### Given information

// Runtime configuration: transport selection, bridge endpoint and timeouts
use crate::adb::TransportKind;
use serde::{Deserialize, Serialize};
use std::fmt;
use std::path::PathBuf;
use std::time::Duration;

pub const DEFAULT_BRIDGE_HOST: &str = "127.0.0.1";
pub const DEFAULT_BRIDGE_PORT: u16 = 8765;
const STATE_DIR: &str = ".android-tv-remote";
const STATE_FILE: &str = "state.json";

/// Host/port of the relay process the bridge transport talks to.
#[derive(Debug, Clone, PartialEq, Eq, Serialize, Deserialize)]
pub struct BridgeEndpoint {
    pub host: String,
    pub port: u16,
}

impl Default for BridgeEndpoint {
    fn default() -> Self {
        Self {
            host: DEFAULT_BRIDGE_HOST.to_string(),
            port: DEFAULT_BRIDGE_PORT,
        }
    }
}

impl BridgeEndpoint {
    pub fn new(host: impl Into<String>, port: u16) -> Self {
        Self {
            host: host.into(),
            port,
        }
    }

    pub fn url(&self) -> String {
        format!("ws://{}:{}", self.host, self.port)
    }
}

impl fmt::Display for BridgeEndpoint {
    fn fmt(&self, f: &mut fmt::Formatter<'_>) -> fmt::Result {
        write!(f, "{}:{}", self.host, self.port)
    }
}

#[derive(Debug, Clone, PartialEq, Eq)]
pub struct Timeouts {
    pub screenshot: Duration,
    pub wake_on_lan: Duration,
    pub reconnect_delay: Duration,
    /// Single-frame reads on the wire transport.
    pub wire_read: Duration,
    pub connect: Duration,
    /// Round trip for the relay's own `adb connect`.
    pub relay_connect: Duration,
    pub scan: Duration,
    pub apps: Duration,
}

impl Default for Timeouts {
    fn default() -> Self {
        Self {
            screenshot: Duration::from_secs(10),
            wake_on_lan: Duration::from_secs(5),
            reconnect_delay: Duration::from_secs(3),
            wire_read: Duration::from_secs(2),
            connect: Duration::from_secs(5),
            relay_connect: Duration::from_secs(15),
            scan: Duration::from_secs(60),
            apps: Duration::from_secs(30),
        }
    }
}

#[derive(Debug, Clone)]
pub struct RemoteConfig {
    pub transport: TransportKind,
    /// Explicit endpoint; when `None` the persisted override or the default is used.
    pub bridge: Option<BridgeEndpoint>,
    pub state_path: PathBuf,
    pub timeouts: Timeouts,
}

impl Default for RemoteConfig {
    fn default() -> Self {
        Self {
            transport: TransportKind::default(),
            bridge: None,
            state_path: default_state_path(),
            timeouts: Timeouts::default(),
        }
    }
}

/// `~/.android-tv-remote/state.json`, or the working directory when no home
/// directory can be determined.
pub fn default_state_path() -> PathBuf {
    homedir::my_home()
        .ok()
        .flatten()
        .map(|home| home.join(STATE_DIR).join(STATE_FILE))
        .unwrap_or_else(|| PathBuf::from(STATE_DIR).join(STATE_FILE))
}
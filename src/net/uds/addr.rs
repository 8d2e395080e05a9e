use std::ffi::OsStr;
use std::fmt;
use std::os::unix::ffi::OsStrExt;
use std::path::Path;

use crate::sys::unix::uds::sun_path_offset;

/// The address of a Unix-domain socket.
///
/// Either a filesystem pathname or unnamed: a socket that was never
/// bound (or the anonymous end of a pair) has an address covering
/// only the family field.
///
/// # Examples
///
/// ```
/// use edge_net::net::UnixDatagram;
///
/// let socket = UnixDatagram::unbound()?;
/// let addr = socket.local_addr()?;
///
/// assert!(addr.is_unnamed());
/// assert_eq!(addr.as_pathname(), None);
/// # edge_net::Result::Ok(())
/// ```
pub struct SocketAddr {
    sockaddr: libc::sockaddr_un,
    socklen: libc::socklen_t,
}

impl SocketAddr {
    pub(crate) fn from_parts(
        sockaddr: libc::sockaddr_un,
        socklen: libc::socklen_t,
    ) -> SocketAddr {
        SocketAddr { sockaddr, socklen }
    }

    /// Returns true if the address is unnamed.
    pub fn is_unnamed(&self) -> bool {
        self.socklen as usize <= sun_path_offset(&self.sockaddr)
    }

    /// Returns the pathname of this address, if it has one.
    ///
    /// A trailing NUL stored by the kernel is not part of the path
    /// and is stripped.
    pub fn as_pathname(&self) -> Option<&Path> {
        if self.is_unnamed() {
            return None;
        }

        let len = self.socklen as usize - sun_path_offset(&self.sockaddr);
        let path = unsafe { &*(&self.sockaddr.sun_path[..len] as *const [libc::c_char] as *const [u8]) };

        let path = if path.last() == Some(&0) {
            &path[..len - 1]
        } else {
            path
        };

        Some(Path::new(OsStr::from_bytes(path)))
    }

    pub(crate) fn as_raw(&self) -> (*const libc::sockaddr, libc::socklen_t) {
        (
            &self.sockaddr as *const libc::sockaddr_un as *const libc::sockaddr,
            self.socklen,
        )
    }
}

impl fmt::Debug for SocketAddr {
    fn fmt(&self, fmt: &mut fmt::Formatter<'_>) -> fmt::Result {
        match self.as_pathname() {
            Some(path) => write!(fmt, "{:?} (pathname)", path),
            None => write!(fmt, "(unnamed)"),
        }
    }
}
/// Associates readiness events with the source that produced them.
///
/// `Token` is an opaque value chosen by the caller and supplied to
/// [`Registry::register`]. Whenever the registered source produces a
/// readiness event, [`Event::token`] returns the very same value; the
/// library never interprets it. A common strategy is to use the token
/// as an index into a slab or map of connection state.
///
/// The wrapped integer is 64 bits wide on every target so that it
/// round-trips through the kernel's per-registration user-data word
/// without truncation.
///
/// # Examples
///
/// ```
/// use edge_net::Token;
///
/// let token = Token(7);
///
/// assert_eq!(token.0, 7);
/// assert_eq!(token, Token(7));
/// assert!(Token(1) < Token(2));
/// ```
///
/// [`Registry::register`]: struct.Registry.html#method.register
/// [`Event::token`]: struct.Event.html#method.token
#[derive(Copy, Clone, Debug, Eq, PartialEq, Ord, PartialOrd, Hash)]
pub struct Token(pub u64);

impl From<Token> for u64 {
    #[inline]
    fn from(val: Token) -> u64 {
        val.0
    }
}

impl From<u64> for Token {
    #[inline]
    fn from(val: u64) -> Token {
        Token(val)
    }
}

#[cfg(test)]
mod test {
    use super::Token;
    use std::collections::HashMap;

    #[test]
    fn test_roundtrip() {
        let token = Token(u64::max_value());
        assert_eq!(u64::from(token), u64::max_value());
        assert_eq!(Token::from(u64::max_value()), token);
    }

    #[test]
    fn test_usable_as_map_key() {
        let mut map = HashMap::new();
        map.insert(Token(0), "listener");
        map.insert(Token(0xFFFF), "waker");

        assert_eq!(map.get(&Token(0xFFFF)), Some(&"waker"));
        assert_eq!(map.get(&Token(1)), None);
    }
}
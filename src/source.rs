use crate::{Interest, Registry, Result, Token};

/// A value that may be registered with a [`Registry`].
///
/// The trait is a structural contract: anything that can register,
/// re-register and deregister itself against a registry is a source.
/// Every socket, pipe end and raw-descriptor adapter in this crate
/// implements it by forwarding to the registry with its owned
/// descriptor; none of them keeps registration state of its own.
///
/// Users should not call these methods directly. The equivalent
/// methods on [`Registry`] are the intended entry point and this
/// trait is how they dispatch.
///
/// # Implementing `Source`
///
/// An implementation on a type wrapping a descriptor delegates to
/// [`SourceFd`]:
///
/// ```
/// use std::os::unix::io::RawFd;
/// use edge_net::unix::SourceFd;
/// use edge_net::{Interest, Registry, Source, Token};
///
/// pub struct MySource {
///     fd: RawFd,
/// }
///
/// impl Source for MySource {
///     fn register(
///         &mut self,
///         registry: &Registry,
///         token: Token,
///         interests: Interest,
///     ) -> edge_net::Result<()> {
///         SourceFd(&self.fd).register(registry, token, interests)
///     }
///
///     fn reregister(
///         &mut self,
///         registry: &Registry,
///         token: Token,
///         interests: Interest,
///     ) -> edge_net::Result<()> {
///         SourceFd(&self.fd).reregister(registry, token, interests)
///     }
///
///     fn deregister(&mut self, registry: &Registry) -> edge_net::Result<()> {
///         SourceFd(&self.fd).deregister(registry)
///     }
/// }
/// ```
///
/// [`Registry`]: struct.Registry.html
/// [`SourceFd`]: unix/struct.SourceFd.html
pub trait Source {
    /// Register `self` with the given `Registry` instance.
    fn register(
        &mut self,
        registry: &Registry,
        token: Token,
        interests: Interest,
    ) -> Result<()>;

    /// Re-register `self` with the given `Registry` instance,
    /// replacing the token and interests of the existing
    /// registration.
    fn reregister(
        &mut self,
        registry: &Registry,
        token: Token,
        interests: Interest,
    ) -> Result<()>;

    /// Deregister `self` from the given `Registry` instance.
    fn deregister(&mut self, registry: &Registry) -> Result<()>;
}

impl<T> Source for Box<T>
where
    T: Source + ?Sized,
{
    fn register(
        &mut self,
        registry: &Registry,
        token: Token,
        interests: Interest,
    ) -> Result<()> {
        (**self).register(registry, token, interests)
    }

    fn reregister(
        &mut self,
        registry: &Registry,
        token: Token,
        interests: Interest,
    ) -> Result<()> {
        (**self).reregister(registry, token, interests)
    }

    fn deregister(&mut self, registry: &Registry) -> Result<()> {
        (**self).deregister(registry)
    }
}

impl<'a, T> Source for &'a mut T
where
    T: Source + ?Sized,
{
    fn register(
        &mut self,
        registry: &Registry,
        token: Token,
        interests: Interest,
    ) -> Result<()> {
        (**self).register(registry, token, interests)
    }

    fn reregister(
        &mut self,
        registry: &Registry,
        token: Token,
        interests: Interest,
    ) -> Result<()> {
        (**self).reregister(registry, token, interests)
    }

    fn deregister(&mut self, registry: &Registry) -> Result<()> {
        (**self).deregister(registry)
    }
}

######

▶ **Problem details**
Set the lines down exactly, from the first line of the records to the line where "const STATE_FILE: &str" appears, with both ends kept.

▶ **Result of the exercise**
// Runtime configuration: transport selection, bridge endpoint and timeouts
use crate::adb::TransportKind;
use serde::{Deserialize, Serialize};
use std::fmt;
use std::path::PathBuf;
use std::time::Duration;

pub const DEFAULT_BRIDGE_HOST: &str = "127.0.0.1";
pub const DEFAULT_BRIDGE_PORT: u16 = 8765;
const STATE_DIR: &str = ".android-tv-remote";
const STATE_FILE: &str = "state.json";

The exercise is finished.